West of Shangri-la in southwesterly Yunnan province, a remote corner of the Tibetan plateau borders Burma. It’s comprised mostly of the Lisu and Nu minorities: who together number just thousands in China’s billion plus population. This is China at its most different to the smoggy, swotty university district of Beijing. And it’s where Mary spent her spring festival break.

She and friends spent a week moving from village to village – with such colourful names as Wawa – bringing the children medical supplies, basic hygiene lessons, and musical evenings.

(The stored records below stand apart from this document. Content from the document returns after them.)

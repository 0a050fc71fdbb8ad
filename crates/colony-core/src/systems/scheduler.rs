//! Scheduler - timed jobs for construction, research and ship builds

use std::fmt;

use serde::{Deserialize, Serialize};

use crate::components::{BuildingLevels, ResearchLevels, ShipId};
use crate::fleet::Fleet;

/// Slack for the float sim clock when comparing against integer durations.
const COMPLETION_EPSILON_MS: f64 = 1e-6;

/// What a job will do when it completes.
#[derive(Debug, Clone, PartialEq, Eq, Serialize, Deserialize)]
pub enum JobKind {
    Building { id: String, target_level: u32 },
    Research { id: String, target_level: u32 },
    Ship { ship: ShipId },
}

impl JobKind {
    pub fn target(&self) -> JobTarget {
        match self {
            Self::Building { id, .. } => JobTarget::Building(id.clone()),
            Self::Research { id, .. } => JobTarget::Research(id.clone()),
            Self::Ship { ship } => JobTarget::Ship(*ship),
        }
    }

    pub fn target_level(&self) -> Option<u32> {
        match self {
            Self::Building { target_level, .. } | Self::Research { target_level, .. } => {
                Some(*target_level)
            }
            Self::Ship { .. } => None,
        }
    }
}

/// Identifies a job by what it works on. At most one job exists per target.
#[derive(Debug, Clone, PartialEq, Eq, Hash, Serialize, Deserialize)]
pub enum JobTarget {
    Building(String),
    Research(String),
    Ship(ShipId),
}

impl fmt::Display for JobTarget {
    fn fmt(&self, f: &mut fmt::Formatter<'_>) -> fmt::Result {
        match self {
            Self::Building(id) => write!(f, "building `{}`", id),
            Self::Research(id) => write!(f, "research `{}`", id),
            Self::Ship(ship) => write!(f, "{}", ship),
        }
    }
}

/// An in-flight job.
#[derive(Debug, Clone, PartialEq, Serialize, Deserialize)]
pub struct Job {
    pub kind: JobKind,
    /// Sim time (ms) when the job was accepted.
    pub started_at_ms: f64,
    pub duration_ms: u64,
}

impl Job {
    pub fn new(kind: JobKind, started_at_ms: f64, duration_ms: u64) -> Self {
        Self {
            kind,
            started_at_ms,
            duration_ms,
        }
    }

    pub fn target(&self) -> JobTarget {
        self.kind.target()
    }

    pub fn elapsed_ms(&self, now_ms: f64) -> f64 {
        (now_ms - self.started_at_ms).max(0.0)
    }

    /// Percent complete in [0, 100]. A zero-length job reads as 100.
    pub fn progress(&self, now_ms: f64) -> f64 {
        if self.duration_ms == 0 {
            return 100.0;
        }
        (self.elapsed_ms(now_ms) / self.duration_ms as f64 * 100.0).min(100.0)
    }

    pub fn is_complete(&self, now_ms: f64) -> bool {
        now_ms + COMPLETION_EPSILON_MS >= self.finishes_at_ms()
    }

    /// Sim time (ms) at which the job completes.
    pub fn finishes_at_ms(&self) -> f64 {
        self.started_at_ms + self.duration_ms as f64
    }
}

/// In-flight jobs in acceptance order.
#[derive(Debug, Clone, Default, Serialize, Deserialize)]
pub struct JobQueue {
    jobs: Vec<Job>,
}

impl JobQueue {
    pub fn new() -> Self {
        Self::default()
    }

    /// Add a job unless one already exists for its target.
    pub fn add_job(&mut self, job: Job) -> bool {
        if self.contains(&job.target()) {
            return false;
        }
        self.jobs.push(job);
        true
    }

    pub fn get(&self, target: &JobTarget) -> Option<&Job> {
        self.jobs.iter().find(|j| &j.target() == target)
    }

    /// Earliest sim time (ms) at which any in-flight job completes.
    pub fn next_completion_ms(&self) -> Option<f64> {
        self.jobs
            .iter()
            .map(Job::finishes_at_ms)
            .min_by(|a, b| a.total_cmp(b))
    }

    pub fn contains(&self, target: &JobTarget) -> bool {
        self.get(target).is_some()
    }

    /// True while a Building job for `id` is in flight.
    pub fn is_constructing(&self, id: &str) -> bool {
        self.jobs
            .iter()
            .any(|j| matches!(&j.kind, JobKind::Building { id: b, .. } if b == id))
    }

    /// Remove a job without applying it.
    pub fn cancel(&mut self, target: &JobTarget) -> Option<Job> {
        let index = self.jobs.iter().position(|j| &j.target() == target)?;
        Some(self.jobs.remove(index))
    }

    /// Remove and return every job finished at `now_ms`, in acceptance order.
    pub fn take_completed(&mut self, now_ms: f64) -> Vec<Job> {
        let (done, pending): (Vec<Job>, Vec<Job>) = std::mem::take(&mut self.jobs)
            .into_iter()
            .partition(|j| j.is_complete(now_ms));
        self.jobs = pending;
        done
    }

    pub fn iter(&self) -> impl Iterator<Item = &Job> {
        self.jobs.iter()
    }

    pub fn len(&self) -> usize {
        self.jobs.len()
    }

    pub fn is_empty(&self) -> bool {
        self.jobs.is_empty()
    }
}

/// Complete every due job and apply its effect. Returns the completed jobs.
pub fn scheduler_system(
    jobs: &mut JobQueue,
    now_ms: f64,
    buildings: &mut BuildingLevels,
    research: &mut ResearchLevels,
    fleet: &mut Fleet,
) -> Vec<Job> {
    let completed = jobs.take_completed(now_ms);
    for job in &completed {
        match &job.kind {
            JobKind::Building { id, target_level } => {
                buildings.set_level(id, *target_level);
                log::debug!("building {} reached level {}", id, target_level);
            }
            JobKind::Research { id, target_level } => {
                research.set_level(id, *target_level);
                log::debug!("research {} reached level {}", id, target_level);
            }
            JobKind::Ship { ship } => {
                if fleet.update(*ship, |s| s.finish_construction()).is_some() {
                    log::debug!("{} construction finished", ship);
                } else {
                    log::warn!("completed build for missing {}", ship);
                }
            }
        }
    }
    completed
}

#[cfg(test)]
mod tests {
    use super::*;
    use crate::components::{LevelTable, ShipInstance, ShipStatus};

    fn building_job(id: &str, level: u32, start: f64, duration: u64) -> Job {
        Job::new(
            JobKind::Building {
                id: id.into(),
                target_level: level,
            },
            start,
            duration,
        )
    }

    #[test]
    fn test_progress_is_capped() {
        let job = building_job("iron_refinery", 1, 1_000.0, 10_000);
        assert_eq!(job.progress(1_000.0), 0.0);
        assert_eq!(job.progress(6_000.0), 50.0);
        assert_eq!(job.progress(50_000.0), 100.0);
        assert_eq!(job.progress(0.0), 0.0);
    }

    #[test]
    fn test_zero_duration_is_immediately_complete() {
        let job = building_job("x", 1, 500.0, 0);
        assert_eq!(job.progress(500.0), 100.0);
        assert!(job.is_complete(500.0));
    }

    #[test]
    fn test_completion_boundary() {
        let job = building_job("x", 1, 0.0, 6_141);
        assert!(!job.is_complete(6_140.0));
        assert!(job.is_complete(6.141 * 1000.0));
        assert!(job.is_complete(6_141.0));
    }

    #[test]
    fn test_complete_exactly_at_finish_instant() {
        // started late in a long session, where ms values carry little precision
        let job = building_job("x", 1, 3.7e10 + 0.3, 6_141);
        assert!(job.is_complete(job.finishes_at_ms()));
        assert!(!job.is_complete(job.finishes_at_ms() - 1.0));
    }

    #[test]
    fn test_next_completion() {
        let mut queue = JobQueue::new();
        assert_eq!(queue.next_completion_ms(), None);
        queue.add_job(building_job("a", 1, 500.0, 1_000));
        queue.add_job(building_job("b", 1, 0.0, 800));
        queue.add_job(building_job("c", 1, 100.0, 5_000));
        assert_eq!(queue.next_completion_ms(), Some(800.0));
    }

    #[test]
    fn test_one_job_per_target() {
        let mut queue = JobQueue::new();
        assert!(queue.add_job(building_job("iron_refinery", 1, 0.0, 10)));
        assert!(!queue.add_job(building_job("iron_refinery", 2, 0.0, 10)));
        assert!(queue.add_job(Job::new(
            JobKind::Research {
                id: "iron_refinery".into(),
                target_level: 1
            },
            0.0,
            10
        )));
        assert_eq!(queue.len(), 2);
        assert!(queue.is_constructing("iron_refinery"));
        assert!(!queue.is_constructing("copper_refinery"));
    }

    #[test]
    fn test_take_completed_keeps_pending() {
        let mut queue = JobQueue::new();
        queue.add_job(building_job("a", 1, 0.0, 100));
        queue.add_job(building_job("b", 1, 0.0, 300));
        queue.add_job(building_job("c", 1, 0.0, 200));
        let done = queue.take_completed(200.0);
        let ids: Vec<JobTarget> = done.iter().map(|j| j.target()).collect();
        assert_eq!(
            ids,
            vec![JobTarget::Building("a".into()), JobTarget::Building("c".into())]
        );
        assert_eq!(queue.len(), 1);
        assert!(queue.contains(&JobTarget::Building("b".into())));
    }

    #[test]
    fn test_cancel() {
        let mut queue = JobQueue::new();
        queue.add_job(building_job("a", 1, 0.0, 100));
        assert!(queue.cancel(&JobTarget::Building("b".into())).is_none());
        assert!(queue.cancel(&JobTarget::Building("a".into())).is_some());
        assert!(queue.is_empty());
    }

    #[test]
    fn test_scheduler_applies_all_kinds() {
        let mut queue = JobQueue::new();
        let mut buildings = LevelTable::new();
        let mut research = LevelTable::new();
        let mut fleet = Fleet::new();
        let ship = fleet.allocate_id();
        fleet.spawn(ShipInstance::new(ship, "scout", "Scout #1".into(), 10.0));

        queue.add_job(building_job("iron_refinery", 2, 0.0, 100));
        queue.add_job(Job::new(
            JobKind::Research {
                id: "laser_tech".into(),
                target_level: 1,
            },
            0.0,
            100,
        ));
        queue.add_job(Job::new(JobKind::Ship { ship }, 0.0, 100));
        queue.add_job(building_job("solar_plant", 1, 0.0, 1_000));

        let done = scheduler_system(&mut queue, 100.0, &mut buildings, &mut research, &mut fleet);
        assert_eq!(done.len(), 3);
        assert_eq!(buildings.level("iron_refinery"), 2);
        assert_eq!(buildings.level("solar_plant"), 0);
        assert_eq!(research.level("laser_tech"), 1);
        assert_eq!(fleet.get(ship).unwrap().status, ShipStatus::Idle);
        assert_eq!(queue.len(), 1);
    }

    #[test]
    fn test_target_display() {
        assert_eq!(
            JobTarget::Building("solar_plant".into()).to_string(),
            "building `solar_plant`"
        );
        assert_eq!(JobTarget::Ship(ShipId(4)).to_string(), "ship-4");
    }
}
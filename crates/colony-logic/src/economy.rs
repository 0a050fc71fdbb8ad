//! Pure economy math - energy balance, brownout efficiency, clamped storage.

use serde::{Deserialize, Serialize};

/// Colony-wide energy totals for one tick.
#[derive(Debug, Clone, Copy, Default, PartialEq, Serialize, Deserialize)]
pub struct EnergyState {
    pub production: f64,
    pub consumption: f64,
}

impl EnergyState {
    pub fn new(production: f64, consumption: f64) -> Self {
        Self {
            production,
            consumption,
        }
    }

    /// Production minus consumption.
    pub fn balance(&self) -> f64 {
        power_balance(self.production, self.consumption)
    }

    /// Production scalar implied by this balance. See [`efficiency`].
    pub fn efficiency(&self) -> f64 {
        efficiency(self.production, self.consumption)
    }
}

/// Power balance: total generation minus total draw.
pub fn power_balance(total_generation: f64, total_draw: f64) -> f64 {
    total_generation - total_draw
}

/// Linear brownout model.
///
/// 1.0 when the balance is non-negative or nothing draws power, otherwise
/// `1 + balance / consumption`, floored at 0. Always in `[0, 1]`.
pub fn efficiency(production: f64, consumption: f64) -> f64 {
    let balance = power_balance(production, consumption);
    if balance >= 0.0 || consumption <= 0.0 {
        return 1.0;
    }
    let value = 1.0 + balance / consumption;
    if value.is_nan() {
        0.0
    } else {
        value.clamp(0.0, 1.0)
    }
}

/// Add `amount` to `current` without exceeding `capacity`.
///
/// Returns the new stored value. The overflow is discarded, and the result
/// never drops below zero.
pub fn accumulate_clamped(current: f64, amount: f64, capacity: f64) -> f64 {
    let cap = capacity.max(0.0);
    let next = current + amount.max(0.0);
    if next.is_nan() {
        return current.clamp(0.0, cap);
    }
    next.clamp(0.0, cap)
}

/// Fill fraction of a store (0.0 = empty, 1.0 = full).
pub fn fill_ratio(current: f64, cap: f64) -> f64 {
    if cap <= 0.0 {
        0.0
    } else {
        (current / cap).clamp(0.0, 1.0)
    }
}
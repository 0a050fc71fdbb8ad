//! Colony start-up configuration.

use std::collections::BTreeMap;

use colony_logic::ore::{OreAmounts, OreType};
use serde::{Deserialize, Serialize};

use crate::sector::SectorCoord;

/// Starting state for a new colony.
#[derive(Debug, Clone, PartialEq, Serialize, Deserialize)]
#[serde(default)]
pub struct ColonyConfig {
    pub name: String,
    /// Sector the colony sits in. Ore richness is read here.
    pub location: SectorCoord,
    pub starting_resources: OreAmounts,
    /// Building id → level. Must name catalog buildings.
    pub starting_buildings: BTreeMap<String, u32>,
    /// Research id → completed level. Must name catalog research.
    pub starting_research: BTreeMap<String, u32>,
    /// Multiplier applied to every tick's `dt`.
    pub time_scale: f64,
}

impl Default for ColonyConfig {
    fn default() -> Self {
        Self {
            name: "Colony".to_string(),
            location: SectorCoord::default(),
            starting_resources: OreAmounts::from_pairs(&[(OreType::Iron, 1000.0)]),
            starting_buildings: BTreeMap::from([("colony_hub".to_string(), 1)]),
            starting_research: BTreeMap::new(),
            time_scale: 1.0,
        }
    }
}

impl ColonyConfig {
    pub fn with_location(mut self, location: SectorCoord) -> Self {
        self.location = location;
        self
    }

    pub fn with_resources(mut self, resources: OreAmounts) -> Self {
        self.starting_resources = resources;
        self
    }

    pub fn with_building(mut self, id: &str, level: u32) -> Self {
        self.starting_buildings.insert(id.to_string(), level);
        self
    }

    pub fn with_research(mut self, id: &str, level: u32) -> Self {
        self.starting_research.insert(id.to_string(), level);
        self
    }
}

#[cfg(test)]
mod tests {
    use super::*;

    #[test]
    fn test_default_is_hub_and_iron() {
        let config = ColonyConfig::default();
        assert_eq!(config.starting_buildings.get("colony_hub"), Some(&1));
        assert_eq!(config.starting_resources[OreType::Iron], 1000.0);
        assert_eq!(config.starting_resources[OreType::Copper], 0.0);
        assert_eq!(config.time_scale, 1.0);
    }

    #[test]
    fn test_partial_json_fills_defaults() {
        let config: ColonyConfig =
            serde_json::from_str(r#"{"location":{"x":3,"y":-2},"time_scale":2.0}"#).unwrap();
        assert_eq!(config.location, SectorCoord::new(3, -2));
        assert_eq!(config.time_scale, 2.0);
        assert_eq!(config.starting_buildings.get("colony_hub"), Some(&1));
    }

    #[test]
    fn test_builders() {
        let config = ColonyConfig::default()
            .with_building("solar_plant", 2)
            .with_research("laser_tech", 1)
            .with_resources(OreAmounts::from_pairs(&[(OreType::Gold, 5.0)]));
        assert_eq!(config.starting_buildings.len(), 2);
        assert_eq!(config.starting_research.get("laser_tech"), Some(&1));
        assert_eq!(config.starting_resources[OreType::Gold], 5.0);
    }
}
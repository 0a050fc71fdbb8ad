//! Economy model data.
//!
//! Plain data structs owned by one colony engine. Behavior lives in
//! `systems` and `engine`.

mod colony;
mod ship;

pub use colony::*;
pub use ship::*;
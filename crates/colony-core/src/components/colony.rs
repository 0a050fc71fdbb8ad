//! Colony-wide state: ore ledger, energy totals, building and research levels.

use std::collections::BTreeMap;

use colony_logic::economy::EnergyState;
use colony_logic::ore::OreAmounts;
use serde::{Deserialize, Serialize};

/// Stored ore plus this tick's energy totals.
#[derive(Debug, Clone, Default, PartialEq, Serialize, Deserialize)]
pub struct ResourceLedger {
    pub stored: OreAmounts,
    pub energy: EnergyState,
}

impl ResourceLedger {
    pub fn new(stored: OreAmounts) -> Self {
        Self {
            stored,
            energy: EnergyState::default(),
        }
    }

    pub fn can_afford(&self, cost: &OreAmounts) -> bool {
        self.stored.covers(cost)
    }
}

/// Level per catalog id. Absent ids are level 0.
#[derive(Debug, Clone, Default, PartialEq, Eq, Serialize, Deserialize)]
pub struct LevelTable {
    levels: BTreeMap<String, u32>,
}

/// Building id → current level.
pub type BuildingLevels = LevelTable;
/// Research id → completed level.
pub type ResearchLevels = LevelTable;

impl LevelTable {
    pub fn new() -> Self {
        Self::default()
    }

    pub fn level(&self, id: &str) -> u32 {
        self.levels.get(id).copied().unwrap_or(0)
    }

    pub fn is_built(&self, id: &str) -> bool {
        self.level(id) >= 1
    }

    pub fn set_level(&mut self, id: &str, level: u32) {
        if level == 0 {
            self.levels.remove(id);
        } else {
            self.levels.insert(id.to_string(), level);
        }
    }

    /// Ids with level ≥ 1, in id order.
    pub fn iter(&self) -> impl Iterator<Item = (&str, u32)> {
        self.levels.iter().map(|(id, level)| (id.as_str(), *level))
    }

    pub fn len(&self) -> usize {
        self.levels.len()
    }

    pub fn is_empty(&self) -> bool {
        self.levels.is_empty()
    }
}
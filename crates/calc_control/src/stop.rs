//! Graceful stop of a running solver.
//!
//! The solver re-reads `system/controlDict` when its modification time
//! changes. Switching `stopAt` to `writeNow` makes it write the current
//! iteration and exit on its own; nothing is signalled or killed.

use crate::error::{ControlError, Result};
use crate::status::{infer_status, stop_stage, FsMarkers, JobStatus, MarkerSource, Stage};
use chrono::{Local, TimeZone};
use once_cell::sync::Lazy;
use regex::Regex;
use serde::Serialize;
use std::fs::{self, File, FileTimes};
use std::path::{Path, PathBuf};
use std::time::SystemTime;
use tracing::{debug, info};

pub const STOP_DIRECTIVE: &str = "stopAt          writeNow;";

static STOP_AT: Lazy<Regex> = Lazy::new(|| Regex::new(r"(?m)^[ \t]*stopAt\b[^\r\n]*").unwrap());

/// Modification time stamped on a rewritten control file, 2024-12-12 12:12 local time.
pub fn sentinel_time() -> Result<SystemTime> {
    Local
        .with_ymd_and_hms(2024, 12, 12, 12, 12, 0)
        .earliest()
        .map(SystemTime::from)
        .ok_or(ControlError::Timestamp)
}

#[derive(Debug, Clone, PartialEq, Serialize)]
pub struct StopOutcome {
    pub status: JobStatus,
    pub stage: Stage,
    pub control_file: PathBuf,
    /// Whether this request saved the original control file.
    pub backup_created: bool,
}

/// `text` with every `stopAt` directive replaced, or `None` when it has none.
pub fn rewrite_stop_directive(text: &str) -> Option<String> {
    if !STOP_AT.is_match(text) {
        return None;
    }
    Some(STOP_AT.replace_all(text, STOP_DIRECTIVE).into_owned())
}

/// Ask the solver running in `job_dir` to stop after writing its current state.
pub fn request_stop(job_dir: &Path) -> Result<StopOutcome> {
    let markers = FsMarkers::new(job_dir)?;
    request_stop_with(&markers, job_dir)
}

pub fn request_stop_with<M: MarkerSource>(markers: &M, job_dir: &Path) -> Result<StopOutcome> {
    let markers = markers.markers()?;
    let status = infer_status(&markers);
    let stage = stop_stage(&markers);
    let stage_dir = job_dir.join(stage.dir_name());
    debug!(?status, %stage, "stop request");

    let control_file = stage_dir.join("system").join("controlDict");
    if !control_file.is_file() {
        return Err(ControlError::MissingControlFile(control_file));
    }

    let backup = control_file.with_file_name("controlDict.orig");
    let backup_created = !backup.exists();
    if backup_created {
        fs::copy(&control_file, &backup).map_err(|e| ControlError::io(&backup, e))?;
    }

    let original = fs::read_to_string(&control_file).map_err(|e| ControlError::io(&control_file, e))?;
    let stopped = rewrite_stop_directive(&original)
        .ok_or_else(|| ControlError::MissingStopDirective(control_file.clone()))?;

    let staged = control_file.with_file_name("controlDict_stop");
    fs::write(&staged, stopped).map_err(|e| ControlError::io(&staged, e))?;
    fs::copy(&staged, &control_file).map_err(|e| ControlError::io(&control_file, e))?;

    let mtime = sentinel_time()?;
    File::options()
        .write(true)
        .open(&control_file)
        .and_then(|f| f.set_times(FileTimes::new().set_modified(mtime)))
        .map_err(|e| ControlError::io(&control_file, e))?;

    let marker = stage_dir.join("stopped");
    fs::write(&marker, "\n").map_err(|e| ControlError::io(&marker, e))?;

    info!(
        job = %job_dir.display(),
        %stage,
        backup_created,
        "stop requested"
    );

    Ok(StopOutcome {
        status,
        stage,
        control_file,
        backup_created,
    })
}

This was a combined effort of two non-profit organisations, MCC and HAND, but the initiative behind the trip was all Mary’s. Coming back to Beijing, though, she couldn’t help feeling sad:

I wanted to help, but felt helpless. You can bring one happy day [to the children] but then you go … It makes me appreciate my life more.

It’s needless to say this is a very poor region of China. And Mary rubbed up against it’s more pitiful side: helping children with disabilities in particular. She also described seeing three very sick elderly women, one of whom they suspected had breat cancer. But they couldn’t take her to hospital, as their medically trained consultant was already on his way to Kunming.

Coming face to face with suffering like this is something I would have imagined would test a Christian’s faith. Not Mary’s. Or those she was helping. Roughly 70% of the region’s population is Christian, thanks to the missionaries set up in the early twentieth century by the Brit James Fraser. Is this one of the reasons the area appealed to Mary? Did she find it especially rewarding to help those of the same faith as her? I’ll ask next time I can … or if you’re reading this, Mary, reply in the comments!

A final footnote is one of Mary’s comments on living with the Lisu and Nu minorities. She noticed at several points babies playing near fires while their parents didn’t intervene. This, she felt, was a result partly of poverty (wholly, in my less informed opinion) but partly a genuine difference between theirs and the Han Chinese ethnicity. “Han take care of their children.”

Cheng Liang is a friend and classmate of Matilda‘s in Beida – in his first postgraduate year studying Chinese language (which incorporates teaching Chinese as a foreign language and linguistics, among other things). He hails from the island of Chong Ming, near Shanghai (‘my island’, as he calls it).

Liang has also been studying ancient Greek since 2003. Why did he choose to take up this particular dead language? Because (why else?) “there was a beauty in the class”. He even has a Greek name, given to him by his teacher: Leonidas. On which note, here is a picture of Liang from another angle.

King Leonidas studied philosophy at Beida as an undergraduate, focusing on logic. As a result, he’s full of interesting riddles and problems. Over dinner the other day, he told me of Betrand Russell’s famous paradox, and this Greek one which is still troubling me:

A hairdresser says he will cut the hair of everyone who does not cut his own hair. Can the hairdresser cut his own hair?